During the pandemic, restaurants resorted to QR codes that linked diners to online menus, allowing touchless ordering as an alternative to hard-copy menus.
Today, those cute but mysterious-looking, square-encased pixel swirls are experiencing a revival that is transforming how customers browse, shop, share data, discover product information, and interact with brands and associates. And it all leads to greater efficiency in operations, data analysis, merchandising, sales, and even staffing. QR codes are now seen on TV ads, in mall and airport kiosks, on food products—anywhere that will potentially capture consumers’ attention, deliver them a wildly improved experience, and foster coveted engagement levels.
According to insiderintelligence.com, the number of U.S. smartphone users scanning a QR code will increase from 83.4 million in 2022 to 99.5 million in 2025.
Many retailers have readily glommed onto the ease of using QR codes for frictionless payments, which send shoppers to a merchant’s site to complete transactions. Some other ways retailers are using QR codes include:
- BOPIS. The buyer receives a QR code via a retailer’s app, then shows it to an employee at the store’s pickup counter for them to pull the order.
- Tableside bill payment. Diners scan a QR code on a paper bill, allowing full payment plus tip, which can include check splitting.
- Self-service purchasing. Shoppers with store accounts register with a QR code generated by the retailer’s mobile app. Upon scanning the code, the customer can grab items, and as they leave, the account is automatically charged.
- Mobile advertising.
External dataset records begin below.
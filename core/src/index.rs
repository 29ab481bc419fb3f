use crate::error::{Error, Result};
use crate::stats::{self, TermStats};
use crate::{DocId, TermId};
use serde::{Deserialize, Serialize};
use std::collections::{BTreeSet, HashMap};
use std::fmt;

#[derive(Debug, Clone, Copy, PartialEq, Serialize, Deserialize)]
pub struct Posting {
    pub doc_id: DocId,
    pub tf: f32, // count / max count in the document
}

#[derive(Debug, Clone, Default, Serialize, Deserialize)]
pub struct PostingList {
    pub idf: f32,
    pub postings: Vec<Posting>, // sorted by doc_id, tf > 0
}

impl PostingList {
    pub fn len(&self) -> usize {
        self.postings.len()
    }

    pub fn is_empty(&self) -> bool {
        self.postings.is_empty()
    }

    pub fn tf(&self, doc_id: DocId) -> Option<f32> {
        self.postings
            .binary_search_by_key(&doc_id, |p| p.doc_id)
            .ok()
            .map(|i| self.postings[i].tf)
    }

    pub fn doc_ids(&self) -> impl Iterator<Item = DocId> + '_ {
        self.postings.iter().map(|p| p.doc_id)
    }
}

/// Ordered set of distinct terms. A term's position is its id and its
/// component index in every dense vector.
#[derive(Debug, Clone, Default)]
pub struct Vocabulary {
    terms: Vec<String>,
    ids: HashMap<String, TermId>,
}

impl Vocabulary {
    /// Terms are ordered lexicographically.
    pub fn new<I: IntoIterator<Item = String>>(terms: I) -> Self {
        let sorted: BTreeSet<String> = terms.into_iter().collect();
        let terms: Vec<String> = sorted.into_iter().collect();
        let ids = terms
            .iter()
            .enumerate()
            .map(|(i, t)| (t.clone(), i as TermId))
            .collect();
        Self { terms, ids }
    }

    pub fn len(&self) -> usize {
        self.terms.len()
    }

    pub fn is_empty(&self) -> bool {
        self.terms.is_empty()
    }

    pub fn id(&self, term: &str) -> Option<TermId> {
        self.ids.get(term).copied()
    }

    pub fn term(&self, id: TermId) -> Option<&str> {
        self.terms.get(id as usize).map(String::as_str)
    }

    pub fn terms(&self) -> &[String] {
        &self.terms
    }
}

/// Term to posting list. Filled once by the builder, read-only afterwards.
#[derive(Debug, Default)]
pub struct InvertedIndex {
    postings: HashMap<String, PostingList>,
    num_docs: usize,
}

impl InvertedIndex {
    pub fn new(num_docs: usize) -> Self {
        Self { postings: HashMap::new(), num_docs }
    }

    /// Finalise counted statistics: one posting list per term with `idf = ln(N / df)`.
    pub fn from_stats(counted: TermStats) -> Self {
        let num_docs = counted.num_docs;
        let mut index = Self::new(num_docs);
        for (term, postings) in counted.postings {
            let idf = stats::idf(num_docs, postings.len());
            index.insert(term, PostingList { idf, postings });
        }
        tracing::info!(terms = index.len(), num_docs = index.num_docs, "built inverted index");
        index
    }

    /// Adds the list only if the term is absent. Returns whether it was inserted.
    pub fn insert(&mut self, term: String, list: PostingList) -> bool {
        if self.postings.contains_key(&term) {
            return false;
        }
        self.postings.insert(term, list);
        true
    }

    pub fn posting_list(&self, term: &str) -> Result<&PostingList> {
        self.postings
            .get(term)
            .ok_or_else(|| Error::TermNotFound(term.to_string()))
    }

    /// Zero for unknown terms.
    pub fn idf(&self, term: &str) -> f32 {
        self.postings.get(term).map_or(0.0, |pl| pl.idf)
    }

    pub fn doc_freq(&self, term: &str) -> usize {
        self.postings.get(term).map_or(0, PostingList::len)
    }

    /// Union of the doc ids of every known term, ascending.
    pub fn doc_ids_for_terms<S: AsRef<str>>(&self, terms: &[S]) -> Vec<DocId> {
        let mut ids: BTreeSet<DocId> = BTreeSet::new();
        for term in terms {
            if let Some(pl) = self.postings.get(term.as_ref()) {
                ids.extend(pl.doc_ids());
            }
        }
        ids.into_iter().collect()
    }

    pub fn terms(&self) -> impl Iterator<Item = &str> {
        self.postings.keys().map(String::as_str)
    }

    pub fn iter(&self) -> impl Iterator<Item = (&str, &PostingList)> {
        self.postings.iter().map(|(t, pl)| (t.as_str(), pl))
    }

    /// Dictionary size.
    pub fn len(&self) -> usize {
        self.postings.len()
    }

    pub fn is_empty(&self) -> bool {
        self.postings.is_empty()
    }

    pub fn num_docs(&self) -> usize {
        self.num_docs
    }
}

impl fmt::Display for InvertedIndex {
    fn fmt(&self, f: &mut fmt::Formatter<'_>) -> fmt::Result {
        let mut terms: Vec<&String> = self.postings.keys().collect();
        terms.sort();
        for term in terms {
            let pl = &self.postings[term];
            write!(f, "{term} (idf {:.4}):", pl.idf)?;
            for p in &pl.postings {
                write!(f, " {}:{:.3}", p.doc_id, p.tf)?;
            }
            writeln!(f)?;
        }
        Ok(())
    }
}
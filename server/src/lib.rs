use anyhow::Result;
use axum::{extract::{Path, Query, State}, http::StatusCode, routing::get, Json, Router};
use serde::{Deserialize, Serialize};
use std::sync::Arc;
use tower_http::cors::{AllowOrigin, Any, CorsLayer};
use vsr_core::{Config, Evaluation, IndexSummary, QueryEngine, SearchMode};

#[derive(Deserialize)]
pub struct SearchParams {
    pub q: String,
    #[serde(default = "default_k")]
    pub k: usize,
    #[serde(default = "default_mode")]
    pub mode: SearchMode,
}
fn default_k() -> usize { 10 }
fn default_mode() -> SearchMode { SearchMode::Vanilla }

#[derive(Serialize)]
pub struct SearchResponse {
    pub query: String,
    pub mode: String,
    pub took_s: f64,
    pub results: Vec<SearchHit>,
}

#[derive(Serialize)]
pub struct SearchHit {
    pub doc_id: u32,
    pub external_id: String,
    pub score: f32,
    pub title: Option<String>,
}

#[derive(Clone)]
pub struct AppState {
    pub engine: Arc<QueryEngine>,
    pub evaluation: Arc<Evaluation>,
}

pub fn build_app(config: Config) -> Result<(Router, AppState)> {
    let evaluation = Arc::new(Evaluation::from_config(&config));
    let engine = Arc::new(QueryEngine::from_config(&config, &evaluation)?);
    let app_state = AppState { engine, evaluation };

    // CORS: read CORS_ALLOW_ORIGIN (comma-separated) or allow Any by default
    let cors = match std::env::var("CORS_ALLOW_ORIGIN") {
        Ok(val) => {
            let origins: Vec<_> = val
                .split(',')
                .filter_map(|s| s.trim().parse().ok())
                .collect();
            if origins.is_empty() {
                CorsLayer::new().allow_origin(Any).allow_methods(Any).allow_headers(Any)
            } else {
                CorsLayer::new().allow_origin(AllowOrigin::list(origins)).allow_methods(Any).allow_headers(Any)
            }
        }
        Err(_) => CorsLayer::new().allow_origin(Any).allow_methods(Any).allow_headers(Any),
    };

    let app = Router::new()
        .route("/health", get(|| async { "ok" }))
        .route("/search", get(search_handler))
        .route("/doc/:doc_id", get(doc_handler))
        .route("/summary", get(summary_handler))
        .with_state(app_state.clone())
        .layer(cors);
    Ok((app, app_state))
}

pub async fn search_handler(
    State(state): State<AppState>,
    Query(params): Query<SearchParams>,
) -> Result<Json<SearchResponse>, (StatusCode, String)> {
    let k = params.k.min(100);
    let measurement = state.evaluation.start(params.mode, params.q.clone());
    let hits = state
        .engine
        .search(&params.q, k, params.mode)
        .map_err(|e| (StatusCode::BAD_REQUEST, e.to_string()))?;
    let took_s = measurement.stop();

    let index = state.engine.index().map_err(|e| (StatusCode::SERVICE_UNAVAILABLE, e.to_string()))?;
    let results = hits
        .into_iter()
        .filter_map(|hit| {
            let doc = index.documents().get(hit.doc_id).ok()?;
            Some(SearchHit { doc_id: hit.doc_id, external_id: doc.external_id.clone(), score: hit.score, title: doc.title.clone() })
        })
        .collect();
    Ok(Json(SearchResponse { query: params.q, mode: params.mode.to_string(), took_s, results }))
}

pub async fn doc_handler(
    State(state): State<AppState>,
    Path(doc_id): Path<u32>,
) -> Result<Json<serde_json::Value>, (StatusCode, String)> {
    let index = state.engine.index().map_err(|e| (StatusCode::SERVICE_UNAVAILABLE, e.to_string()))?;
    let doc = index.documents().get(doc_id).map_err(|e| (StatusCode::NOT_FOUND, e.to_string()))?;
    Ok(Json(serde_json::json!({
        "doc_id": doc_id,
        "external_id": doc.external_id,
        "title": doc.title,
        "tokens": doc.tokens,
        "norm": doc.norm,
    })))
}

pub async fn summary_handler(State(state): State<AppState>) -> Result<Json<IndexSummary>, (StatusCode, String)> {
    let index = state.engine.index().map_err(|e| (StatusCode::SERVICE_UNAVAILABLE, e.to_string()))?;
    Ok(Json(IndexSummary::of(index)))
}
Shoppers scan a QR code placed on an ad that gives them access to special discounts, coupons, and other promotional offers.
- Product information. Shelf and product tags with QR codes allow customers to gain instant access to virtual brand experts who can offer immediate, detailed product and brand information that is otherwise not easily available, especially valuable in understaffed stores.
The benefits of QR codes to brands and shoppers alike are plentiful. Employees have more time to provide better service and boost efficiency, and customers—used to Googling and getting instantaneous responses to their questions—appreciate the ease with which they can gain comprehensive information on the spot. They can also complete transactions faster and enjoy overall greater satisfaction. Imagine them scanning a QR code on a shelf and a link to a virtual brand expert appears, with whom they can chat via phone, text, or video to get their questions answered. It’s truly a win-win proposition—one that could give brick-and-mortar retailers a competitive edge.
Since shoppers are nearly always connected to their smart devices, QR code technology is a seamless way to keep customers engaged and focused on specific products, brands, and/or messages that can lead not only to memorable but repeat experiences.